Postby ICollett » Thu Nov 28, 2013 2:39 pm

Many thanks for the encouraging comments.

Noel - yes the fiddle yard (top part) is a three line traverser to provide run around and Train In/Train Out lines, the two parallel tracks (dashed lines) either side show the traversed positions. There would also be a yard shunter on hand (3F or Class 08) to release incoming locos that would then run back with the brake van to Bordesley Goods Shed, Moor Street or either of the goods yards to the North.

I'll keep reviewing http://warwickshirerailways.com/index.htm for further inspiration.

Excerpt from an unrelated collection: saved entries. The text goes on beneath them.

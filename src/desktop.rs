//! Desktop collaborators the launcher talks to besides yt-dlp.

use std::path::Path;

pub trait ClipboardSource {
    /// Current clipboard text, if any could be read.
    fn text(&self) -> Option<String>;
}

pub struct SystemClipboard;

impl ClipboardSource for SystemClipboard {
    fn text(&self) -> Option<String> {
        arboard::Clipboard::new()
            .and_then(|mut c| c.get_text())
            .inspect_err(|e| tracing::debug!("clipboard unavailable: {}", e))
            .ok()
    }
}

/// Out-of-band error reporting. The launcher is often started by a media
/// player with no console attached, where stderr goes nowhere.
pub trait Notifier {
    fn error(&self, title: &str, message: &str);
}

/// Logs, then shows a blocking message box.
pub struct DialogNotifier;

impl Notifier for DialogNotifier {
    fn error(&self, title: &str, message: &str) {
        tracing::error!("{}: {}", title, message);
        let _ = rfd::MessageDialog::new()
            .set_level(rfd::MessageLevel::Error)
            .set_title(title)
            .set_description(message)
            .set_buttons(rfd::MessageButtons::Ok)
            .show();
    }
}

pub struct LogNotifier;

impl Notifier for LogNotifier {
    fn error(&self, title: &str, message: &str) {
        tracing::error!("{}: {}", title, message);
    }
}

pub fn notifier(no_dialog: bool) -> Box<dyn Notifier> {
    if no_dialog {
        Box::new(LogNotifier)
    } else {
        Box::new(DialogNotifier)
    }
}

/// Show `dir` in the platform file browser.
pub fn open_folder(dir: &Path) {
    if let Err(e) = open::that(dir) {
        tracing::warn!("could not open {}: {}", dir.display(), e);
    }
}
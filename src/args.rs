use crate::desktop::ClipboardSource;

pub const MP3: &str = "--mp3";
pub const MP4: &str = "--mp4";
pub const OPEN: &str = "--open";
pub const NO_FFMPEG: &str = "--no-ffmpeg";
pub const NO_ADD_PATH: &str = "--no-add-path";

/// Passed to yt-dlp on every run.
const ALWAYS: [&str; 2] = ["--no-check-certificates", "--no-mtime"];

#[derive(Debug, Default, PartialEq, Eq)]
pub struct Translated {
    pub args: Vec<String>,
    pub open_folder: bool,
}

pub fn skip_ffmpeg(raw: &[String]) -> bool {
    raw.iter().any(|a| a == NO_FFMPEG)
}

pub fn skip_add_path(raw: &[String]) -> bool {
    raw.iter().any(|a| a == NO_ADD_PATH)
}

/// Rewrite launcher flags into yt-dlp flags, keeping everything else in order.
///
/// When no positional argument was given, a URL on the clipboard is used.
pub fn translate(raw: &[String], clipboard: &dyn ClipboardSource) -> Translated {
    let mut out = Translated {
        args: ALWAYS.iter().map(|s| s.to_string()).collect(),
        open_folder: false,
    };

    for arg in raw {
        match arg.as_str() {
            MP3 => out.args.extend(
                ["--extract-audio", "--embed-thumbnail", "--audio-format=mp3"]
                    .map(String::from),
            ),
            MP4 => out.args.push("--recode-video=mp4".to_string()),
            OPEN => out.open_folder = true,
            NO_FFMPEG | NO_ADD_PATH => {}
            _ => out.args.push(arg.clone()),
        }
    }

    if raw.iter().all(|a| a.starts_with('-')) {
        if let Some(url) = clipboard.text().filter(|t| is_url(t)) {
            tracing::info!("using URL from clipboard: {}", url);
            out.args.push(url);
        }
    }

    out
}

fn is_url(text: &str) -> bool {
    text.get(..4).is_some_and(|p| p.eq_ignore_ascii_case("http"))
}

Clecklewyke - I honestly didn't intend to get up to five turnouts, but the A5 'Y' was so space efficient they just sort of grew. Also by a happy accident they all ended up on just one board - so I'm thinking wire in tube with a GEM lever frame. You're dead right about the local structures though - if you type "Pickford Street Fazeley Street Birmingham" into Google Maps and zoom in on satellite view you'll see what I mean, marvellous early Victorian canal premises on Fazeley Street. In fact there looks to be possible remains of a track bed leading back to the MR's Banbury Street Wharf but there's no line shown on the OS.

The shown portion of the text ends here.